● Task details: The answer must be a single number: the count of lines below that contain the string "Endclocking".

● Data for review:
━━━━━━━━━━━━━━━━

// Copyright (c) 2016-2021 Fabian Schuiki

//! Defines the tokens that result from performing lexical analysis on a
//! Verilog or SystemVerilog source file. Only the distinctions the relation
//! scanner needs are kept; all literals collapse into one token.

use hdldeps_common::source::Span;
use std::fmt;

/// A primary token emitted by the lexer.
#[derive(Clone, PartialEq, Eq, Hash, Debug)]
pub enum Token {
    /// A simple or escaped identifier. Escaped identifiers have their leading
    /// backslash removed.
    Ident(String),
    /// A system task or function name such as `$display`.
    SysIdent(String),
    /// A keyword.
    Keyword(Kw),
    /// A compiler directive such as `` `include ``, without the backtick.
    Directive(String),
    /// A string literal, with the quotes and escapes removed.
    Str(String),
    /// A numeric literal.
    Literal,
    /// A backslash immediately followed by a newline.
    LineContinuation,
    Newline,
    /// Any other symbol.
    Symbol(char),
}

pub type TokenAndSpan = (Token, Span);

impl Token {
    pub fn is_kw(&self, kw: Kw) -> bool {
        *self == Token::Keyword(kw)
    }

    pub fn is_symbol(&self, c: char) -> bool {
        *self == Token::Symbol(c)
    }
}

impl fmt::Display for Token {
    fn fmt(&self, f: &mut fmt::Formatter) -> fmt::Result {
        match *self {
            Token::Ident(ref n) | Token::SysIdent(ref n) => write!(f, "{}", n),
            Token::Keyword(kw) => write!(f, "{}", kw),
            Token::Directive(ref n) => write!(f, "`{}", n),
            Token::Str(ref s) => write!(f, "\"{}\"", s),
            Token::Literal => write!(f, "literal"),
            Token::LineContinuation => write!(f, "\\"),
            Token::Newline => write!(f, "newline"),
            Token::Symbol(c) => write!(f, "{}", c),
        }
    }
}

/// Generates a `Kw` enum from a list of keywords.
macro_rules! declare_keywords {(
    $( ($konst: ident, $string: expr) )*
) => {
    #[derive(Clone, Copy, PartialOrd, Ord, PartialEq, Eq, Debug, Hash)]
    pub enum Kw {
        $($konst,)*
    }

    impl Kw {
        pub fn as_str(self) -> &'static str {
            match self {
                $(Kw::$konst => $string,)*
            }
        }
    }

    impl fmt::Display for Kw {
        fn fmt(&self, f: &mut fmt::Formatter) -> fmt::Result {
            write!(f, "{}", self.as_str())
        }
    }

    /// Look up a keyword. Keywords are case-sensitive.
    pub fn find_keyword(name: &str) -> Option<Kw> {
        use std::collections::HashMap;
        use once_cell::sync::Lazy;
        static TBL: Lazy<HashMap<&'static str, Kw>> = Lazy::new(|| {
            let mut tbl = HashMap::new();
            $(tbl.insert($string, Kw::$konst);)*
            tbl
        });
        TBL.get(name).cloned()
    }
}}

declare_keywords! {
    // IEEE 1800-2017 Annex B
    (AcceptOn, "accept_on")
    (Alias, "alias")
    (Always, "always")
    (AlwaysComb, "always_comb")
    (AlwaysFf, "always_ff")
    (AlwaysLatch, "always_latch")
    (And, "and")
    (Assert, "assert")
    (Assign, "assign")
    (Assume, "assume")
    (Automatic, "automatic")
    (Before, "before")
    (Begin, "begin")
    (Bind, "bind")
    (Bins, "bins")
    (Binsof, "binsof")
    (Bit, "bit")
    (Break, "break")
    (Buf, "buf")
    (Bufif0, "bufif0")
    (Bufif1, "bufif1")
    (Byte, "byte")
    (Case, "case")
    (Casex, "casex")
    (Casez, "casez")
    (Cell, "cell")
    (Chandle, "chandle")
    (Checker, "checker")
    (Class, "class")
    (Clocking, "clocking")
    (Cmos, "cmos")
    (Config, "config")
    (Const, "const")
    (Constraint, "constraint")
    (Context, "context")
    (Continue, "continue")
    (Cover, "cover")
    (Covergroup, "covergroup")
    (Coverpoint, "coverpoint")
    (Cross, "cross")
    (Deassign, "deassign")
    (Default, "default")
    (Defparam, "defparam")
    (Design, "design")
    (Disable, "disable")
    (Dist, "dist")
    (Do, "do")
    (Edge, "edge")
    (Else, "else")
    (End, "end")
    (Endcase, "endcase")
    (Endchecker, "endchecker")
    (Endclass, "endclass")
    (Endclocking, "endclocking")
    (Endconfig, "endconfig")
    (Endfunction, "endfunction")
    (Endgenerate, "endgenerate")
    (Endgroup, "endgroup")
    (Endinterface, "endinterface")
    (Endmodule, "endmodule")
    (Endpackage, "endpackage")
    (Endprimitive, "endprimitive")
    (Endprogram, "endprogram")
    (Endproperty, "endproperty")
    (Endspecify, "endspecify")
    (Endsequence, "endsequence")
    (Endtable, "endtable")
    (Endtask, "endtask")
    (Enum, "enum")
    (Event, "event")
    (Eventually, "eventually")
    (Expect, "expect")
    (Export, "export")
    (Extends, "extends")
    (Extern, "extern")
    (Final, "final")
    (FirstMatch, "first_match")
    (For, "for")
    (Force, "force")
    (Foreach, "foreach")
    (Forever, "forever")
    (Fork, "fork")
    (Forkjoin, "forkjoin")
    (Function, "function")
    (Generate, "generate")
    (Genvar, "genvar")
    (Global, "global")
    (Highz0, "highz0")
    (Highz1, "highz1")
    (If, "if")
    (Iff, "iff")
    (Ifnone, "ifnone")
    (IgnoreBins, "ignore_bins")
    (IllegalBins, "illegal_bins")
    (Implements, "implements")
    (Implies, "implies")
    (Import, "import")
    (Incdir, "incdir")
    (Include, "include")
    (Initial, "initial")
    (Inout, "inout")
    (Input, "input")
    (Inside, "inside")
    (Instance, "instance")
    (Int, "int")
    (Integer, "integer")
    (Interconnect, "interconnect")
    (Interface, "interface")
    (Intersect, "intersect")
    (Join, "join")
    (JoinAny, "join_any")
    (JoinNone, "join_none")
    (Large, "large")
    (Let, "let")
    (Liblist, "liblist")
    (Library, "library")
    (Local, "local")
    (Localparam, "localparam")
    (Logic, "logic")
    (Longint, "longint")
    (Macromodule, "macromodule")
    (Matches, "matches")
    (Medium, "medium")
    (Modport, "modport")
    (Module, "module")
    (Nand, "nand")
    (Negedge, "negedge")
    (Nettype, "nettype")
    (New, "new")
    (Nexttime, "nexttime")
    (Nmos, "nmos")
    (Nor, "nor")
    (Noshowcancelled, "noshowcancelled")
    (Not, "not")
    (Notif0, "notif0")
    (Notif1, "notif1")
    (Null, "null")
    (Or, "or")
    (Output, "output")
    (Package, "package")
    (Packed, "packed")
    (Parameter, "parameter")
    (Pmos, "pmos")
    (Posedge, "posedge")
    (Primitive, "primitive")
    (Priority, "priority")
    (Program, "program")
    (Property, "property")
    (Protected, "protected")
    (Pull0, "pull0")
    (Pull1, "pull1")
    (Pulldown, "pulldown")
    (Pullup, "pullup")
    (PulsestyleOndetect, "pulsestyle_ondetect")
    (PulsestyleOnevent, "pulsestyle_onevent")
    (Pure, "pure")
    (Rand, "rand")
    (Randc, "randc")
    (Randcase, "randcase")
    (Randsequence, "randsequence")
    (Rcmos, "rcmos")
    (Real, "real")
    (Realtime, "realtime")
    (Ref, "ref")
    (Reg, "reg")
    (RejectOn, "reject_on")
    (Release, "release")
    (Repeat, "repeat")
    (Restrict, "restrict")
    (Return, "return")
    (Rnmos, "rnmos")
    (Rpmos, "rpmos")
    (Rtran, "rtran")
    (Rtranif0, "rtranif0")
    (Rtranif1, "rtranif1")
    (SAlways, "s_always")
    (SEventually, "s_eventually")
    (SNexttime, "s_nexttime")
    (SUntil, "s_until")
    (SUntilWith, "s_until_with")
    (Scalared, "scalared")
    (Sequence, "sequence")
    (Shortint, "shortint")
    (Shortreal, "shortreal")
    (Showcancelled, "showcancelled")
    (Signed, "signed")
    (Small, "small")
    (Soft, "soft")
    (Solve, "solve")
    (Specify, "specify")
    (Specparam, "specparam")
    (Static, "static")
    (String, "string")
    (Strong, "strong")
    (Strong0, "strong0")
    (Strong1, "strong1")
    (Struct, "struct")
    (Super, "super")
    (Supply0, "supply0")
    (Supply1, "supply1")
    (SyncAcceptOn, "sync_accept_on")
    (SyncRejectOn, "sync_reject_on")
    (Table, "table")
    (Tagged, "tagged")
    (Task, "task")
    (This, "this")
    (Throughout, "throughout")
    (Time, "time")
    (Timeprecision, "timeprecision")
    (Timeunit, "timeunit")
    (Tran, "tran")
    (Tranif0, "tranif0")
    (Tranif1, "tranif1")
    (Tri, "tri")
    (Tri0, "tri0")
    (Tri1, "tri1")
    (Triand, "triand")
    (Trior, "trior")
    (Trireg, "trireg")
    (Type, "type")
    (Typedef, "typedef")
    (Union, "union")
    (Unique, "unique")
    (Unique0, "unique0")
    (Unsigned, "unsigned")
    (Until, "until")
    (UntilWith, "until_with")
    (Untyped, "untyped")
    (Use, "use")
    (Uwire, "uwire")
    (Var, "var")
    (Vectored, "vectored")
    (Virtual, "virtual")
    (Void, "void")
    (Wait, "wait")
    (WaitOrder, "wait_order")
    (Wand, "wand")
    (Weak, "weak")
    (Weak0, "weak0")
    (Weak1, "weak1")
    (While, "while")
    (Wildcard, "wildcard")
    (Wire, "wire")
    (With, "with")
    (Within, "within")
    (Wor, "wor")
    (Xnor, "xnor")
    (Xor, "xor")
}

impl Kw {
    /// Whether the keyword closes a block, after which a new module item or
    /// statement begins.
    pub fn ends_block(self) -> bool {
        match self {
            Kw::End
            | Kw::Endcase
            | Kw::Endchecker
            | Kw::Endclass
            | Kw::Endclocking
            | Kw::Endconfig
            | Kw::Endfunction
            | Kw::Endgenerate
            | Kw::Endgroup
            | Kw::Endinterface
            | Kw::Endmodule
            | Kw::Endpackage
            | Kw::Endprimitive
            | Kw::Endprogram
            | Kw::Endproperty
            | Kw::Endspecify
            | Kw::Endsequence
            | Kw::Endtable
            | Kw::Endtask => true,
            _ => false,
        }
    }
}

━━━━━━━━━━━━━━━━

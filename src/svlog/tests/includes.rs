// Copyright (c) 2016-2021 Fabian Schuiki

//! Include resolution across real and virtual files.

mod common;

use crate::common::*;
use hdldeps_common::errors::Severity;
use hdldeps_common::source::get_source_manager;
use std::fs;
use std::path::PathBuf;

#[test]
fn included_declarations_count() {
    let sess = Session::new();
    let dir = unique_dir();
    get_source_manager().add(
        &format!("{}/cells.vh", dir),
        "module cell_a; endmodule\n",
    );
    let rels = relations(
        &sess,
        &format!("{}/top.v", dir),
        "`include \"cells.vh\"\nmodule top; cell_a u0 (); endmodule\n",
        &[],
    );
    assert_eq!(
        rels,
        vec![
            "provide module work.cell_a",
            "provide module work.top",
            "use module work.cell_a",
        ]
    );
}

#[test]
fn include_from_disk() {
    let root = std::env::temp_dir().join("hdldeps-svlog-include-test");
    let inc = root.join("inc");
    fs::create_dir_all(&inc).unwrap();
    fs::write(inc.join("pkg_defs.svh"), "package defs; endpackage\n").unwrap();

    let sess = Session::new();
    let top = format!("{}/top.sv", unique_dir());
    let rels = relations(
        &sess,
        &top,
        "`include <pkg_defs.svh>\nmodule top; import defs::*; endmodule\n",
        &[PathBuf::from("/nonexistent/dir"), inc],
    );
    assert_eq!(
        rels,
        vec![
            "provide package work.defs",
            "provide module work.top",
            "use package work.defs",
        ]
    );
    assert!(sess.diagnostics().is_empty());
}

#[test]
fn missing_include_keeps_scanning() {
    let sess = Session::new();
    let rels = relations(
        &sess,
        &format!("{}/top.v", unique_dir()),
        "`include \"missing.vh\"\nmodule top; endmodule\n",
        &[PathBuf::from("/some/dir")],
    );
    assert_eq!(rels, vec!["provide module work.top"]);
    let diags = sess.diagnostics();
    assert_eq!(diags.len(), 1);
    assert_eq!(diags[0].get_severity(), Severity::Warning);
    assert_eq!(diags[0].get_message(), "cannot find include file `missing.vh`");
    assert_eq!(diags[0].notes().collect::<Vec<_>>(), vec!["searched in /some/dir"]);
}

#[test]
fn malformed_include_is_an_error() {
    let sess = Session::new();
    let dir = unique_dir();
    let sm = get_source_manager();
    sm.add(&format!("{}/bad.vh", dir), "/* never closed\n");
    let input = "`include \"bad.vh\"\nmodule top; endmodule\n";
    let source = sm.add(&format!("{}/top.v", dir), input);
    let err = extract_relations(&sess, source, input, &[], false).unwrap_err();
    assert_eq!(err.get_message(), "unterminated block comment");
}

━━━━━━━━━━━━━━━━

● Written answer: 2